© DIE PTA IN DER APOTHEKE

Repetitorium

WUNDVERSORGUNG

Schwerpunkt des dritten Teils sind hydroaktive Wundauflagen, die vornehmlich Bestandteil der professionellen Versorgung sind, aber zunehmend bei Alltagswunden zum Einsatz kommen.

Seite 1/1 9 Minuten

Seite 1/1 9 Minuten

Eine moderne Wundversorgung mit hydroaktiven Wundauflagen berücksichtigt, dass die Existenz von Sekret eine Grundvoraussetzung für den Heilungsprozess ist. Ein ideal-feuchtes Wundklima schafft in jeder Phase der Wundheilung für die ablaufenden Zellaktivitäten ein günstiges Mikroklima. Im feuchten Wundmilieu ist durch die fehlende Schorfbildung eine schnelle Verteilung von Zellen, Nährstoffen und weiteren Substanzen wie Enzymen oder Wachstumsfaktoren aus dem Zellstoffwechsel möglich.

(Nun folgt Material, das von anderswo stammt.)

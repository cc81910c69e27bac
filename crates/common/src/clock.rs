//! 时钟抽象
//!
//! 令牌过期和 TOTP 窗口都依赖当前时间，通过 trait 注入以便测试。

use chrono::{DateTime, Utc};

/// 时钟 trait
pub trait Clock: Send + Sync {
    fn now(&self) -> DateTime<Utc>;

    /// Unix 时间戳（秒）
    fn unix_seconds(&self) -> u64 {
        self.now().timestamp().max(0) as u64
    }
}

/// 系统时钟
#[derive(Debug, Clone, Copy, Default)]
pub struct SystemClock;

impl Clock for SystemClock {
    fn now(&self) -> DateTime<Utc> {
        Utc::now()
    }
}

#[cfg(test)]
mod tests {
    use super::*;

    #[test]
    fn test_system_clock_is_monotonic_enough() {
        let clock = SystemClock;
        let a = clock.now();
        let b = clock.now();
        assert!(b >= a);
    }

    #[test]
    fn test_unix_seconds_matches_now() {
        let clock = SystemClock;
        let secs = clock.unix_seconds();
        let now = clock.now().timestamp() as u64;
        assert!(now - secs <= 1);
    }
}
//! SMTP 邮件通知
//!
//! 密码重置令牌在这里签发、落库、一次性核销；核心层只看到
//! [`EmailNotifier`] 接口。

use async_trait::async_trait;
use chrono::{DateTime, Duration, Utc};
use emporia_adapter_email::EmailSender;
use emporia_common::AccountId;
use emporia_errors::{AppError, AppResult};
use rand::RngCore;
use sqlx::PgPool;
use std::sync::Arc;
use tracing::info;
use uuid::Uuid;

use crate::domain::services::email_notifier::EmailNotifier;

/// 重置令牌有效期
const RESET_TOKEN_TTL_MINUTES: i64 = 60;

pub struct SmtpEmailNotifier {
    sender: Arc<dyn EmailSender>,
    pool: PgPool,
    reset_link_base_url: String,
}

impl SmtpEmailNotifier {
    pub fn new(sender: Arc<dyn EmailSender>, pool: PgPool, reset_link_base_url: String) -> Self {
        Self {
            sender,
            pool,
            reset_link_base_url,
        }
    }

    /// 32 字节随机令牌，hex 编码
    fn generate_token() -> String {
        let mut bytes = [0u8; 32];
        rand::thread_rng().fill_bytes(&mut bytes);
        hex::encode(bytes)
    }

    async fn store_reset_token(
        &self,
        account_id: &AccountId,
        token: &str,
        expires_at: DateTime<Utc>,
    ) -> AppResult<()> {
        sqlx::query(
            r#"
            INSERT INTO password_reset_tokens (token, account_id, expires_at)
            VALUES ($1, $2, $3)
            "#,
        )
        .bind(token)
        .bind(account_id.0)
        .bind(expires_at)
        .execute(&self.pool)
        .await
        .map_err(|e| AppError::database(format!("Failed to store reset token: {}", e)))?;

        Ok(())
    }
}

#[async_trait]
impl EmailNotifier for SmtpEmailNotifier {
    async fn send_verification_email(
        &self,
        account_id: &AccountId,
        email: &str,
    ) -> AppResult<()> {
        let body = format!(
            "Welcome to Emporia!\n\n\
             Your account has been created. Please verify your email address \
             by following the link we sent to {}.\n",
            email
        );

        self.sender
            .send_text_email(email, "Welcome to Emporia", &body)
            .await?;

        info!(account_id = %account_id, "Verification email sent");
        Ok(())
    }

    async fn send_password_reset_email(
        &self,
        account_id: &AccountId,
        email: &str,
    ) -> AppResult<()> {
        let token = Self::generate_token();
        let expires_at = Utc::now() + Duration::minutes(RESET_TOKEN_TTL_MINUTES);
        self.store_reset_token(account_id, &token, expires_at).await?;

        let link = format!("{}?token={}", self.reset_link_base_url, token);
        let body = format!(
            "We received a request to reset your password.\n\n\
             Reset it here (valid for {} minutes):\n{}\n\n\
             If you did not request this, you can ignore this email.\n",
            RESET_TOKEN_TTL_MINUTES, link
        );

        self.sender
            .send_text_email(email, "Reset your Emporia password", &body)
            .await?;

        info!(account_id = %account_id, "Password reset email sent");
        Ok(())
    }

    async fn verify_password_reset_token(&self, token: &str) -> AppResult<AccountId> {
        // DELETE ... RETURNING：核销是单条原子操作，令牌只能用一次
        let row: Option<(Uuid, DateTime<Utc>)> = sqlx::query_as(
            r#"
            DELETE FROM password_reset_tokens
            WHERE token = $1
            RETURNING account_id, expires_at
            "#,
        )
        .bind(token)
        .fetch_optional(&self.pool)
        .await
        .map_err(|e| AppError::database(format!("Failed to consume reset token: {}", e)))?;

        let (account_id, expires_at) =
            row.ok_or_else(|| AppError::validation("Invalid password reset token"))?;

        if Utc::now() > expires_at {
            return Err(AppError::validation("Password reset token has expired"));
        }

        Ok(AccountId::from_uuid(account_id))
    }
}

Die nötige Feuchtigkeit zur Kommunikation der Zellen wird bereitgestellt, die Impulsübertragung zur Neubildung, Vermehrung und Migration der Zellen wird optimiert und die Zellen der Immunabwehr können bestmöglich arbeiten. Zudem reduziert ein feuchtes Milieu das Schmerzempfinden über eine Einkapselung freiliegender Nervenenden. Damit funktionieren letztendlich Wundreinigung sowie die Bildung von Granulations- und Epithelisierungsgewebe mit modernen feuchten Wundauflagen besser. Kleine Defekte heilen um bis zu 50 Prozent schneller und mit weniger Narbenbildung ab. Vor allem aber profitieren chronische Wunden, die unter feuchten Bedingungen bessere Chancen für einen Wundverschluss erhalten.

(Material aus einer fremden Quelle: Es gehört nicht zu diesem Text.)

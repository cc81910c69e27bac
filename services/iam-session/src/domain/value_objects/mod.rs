//! 值对象

mod email;
mod password;

pub use email::{Email, EmailError};
pub use password::{HashedPassword, Password, PasswordError};
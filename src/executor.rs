use std::sync::Arc;

use http::request::Parts;

use crate::{Request, Response};

/// A GraphQL execution engine.
///
/// Each operation of a multipart request whose files were all mapped successfully is handed to
/// the executor, with the uploads already spliced into its variables. `parts` are the head of the
/// inbound HTTP request (method, uri, headers and extensions).
///
/// Operations of a batch are executed concurrently, so `execute` may be called several times at
/// once. An execution is cancelled by dropping its future, which happens when the inbound request
/// is dropped.
///
/// # Examples
///
/// ```rust
/// use async_graphql_multipart::{Executor, Request, Response};
/// use http::request::Parts;
///
/// struct Echo;
///
/// #[async_trait::async_trait]
/// impl Executor for Echo {
///     async fn execute(&self, request: Request, _parts: &Parts) -> Response {
///         Response::new(request.variables)
///     }
/// }
/// ```
#[async_trait::async_trait]
pub trait Executor: Send + Sync + 'static {
    /// Execute a GraphQL request.
    async fn execute(&self, request: Request, parts: &Parts) -> Response;
}

#[async_trait::async_trait]
impl<T: Executor> Executor for Arc<T> {
    async fn execute(&self, request: Request, parts: &Parts) -> Response {
        T::execute(self, request, parts).await
    }
}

Optimale Wundheilung In der Entzündungsphase unterstützt und fördert ein hydroaktiver Wundverband die physiologische Wundreinigung und sorgt so für saubere Wundverhältnisse als wichtige Voraussetzung für einen bestmöglichen Heilungsprozess. Eventuell vorhandene Beläge und Nekrosen lassen sich schonend auflösen und vom Verband aufnehmen. Exsudat, Gewebetrümmer und Keime werden ebenso gebunden und beim Verbandwechsel aus der Wunde entfernt. Eine starke Saugkapazität des hydroaktiven Verbandes ist in dieser Phase wünschenswert. Dadurch kann die Mazeration vom Wundrand und Wundumgebung verhindert werden, ohne dass die Wunde trockengelegt wird.

In der Granulationsphase verschafft der hydroaktive Verband der Wunde die nötige Ruhe für die Wundheilung, indem ein feuchtes Wundklima das Austrocknen der Wunde verhindert und überschüssiges Sekret absorbiert. In der Epithelisierungsphase erhält der Verband die optimale Feuchtigkeit und fördert die Bildung von neuem Epithelgewebe. Die fehlende Schorfbildung erleichtert die Passage des nachwachsenden Epithels über dem neugebildeten Granulationsgewebe und verhindert ein Verkleben mit der Wundauflage. Somit wird auch ein schmerzloses Abziehen des Verbandes ohne Zerstörung von neu gebildetem Gewebe ermöglicht. Zudem schirmt die Wundabdeckung das noch zarte Gewebe vor äußeren Einflüssen ab und bietet Schutz vor Neuinfektionen.

Hydroaktive Wundauflagen Wundauflagen, die in den verschiedenen Wundheilungsphasen ein feuchtes Wundmilieu gewährleisten, werden als hydroaktive (wasserregulierende) Wundauflagen bezeichnet. Es existiert inzwischen ein umfangreiches Sortiment aus verschiedenen Systemen. Prinzipiell bestehen Wundverbände für die feuchte Wundheilung aus einem wasserabweisenden und atmungsaktiven Trägermaterial (z. B. Polyurethan), auf dem sich eine Wundauflage aus hydroaktiven Substanzen befindet. Hauptsächlich sind Alginate, Hydrofiber, Hydrokolloide, Hydrogele, Polyurethanschäume oder Polyacrylat-Superabsorber aufgebracht. Ausnahme sind Folienverbände aus Polyurethan, die keine Wundauflage und damit auch keine Saugfähigkeit besitzen.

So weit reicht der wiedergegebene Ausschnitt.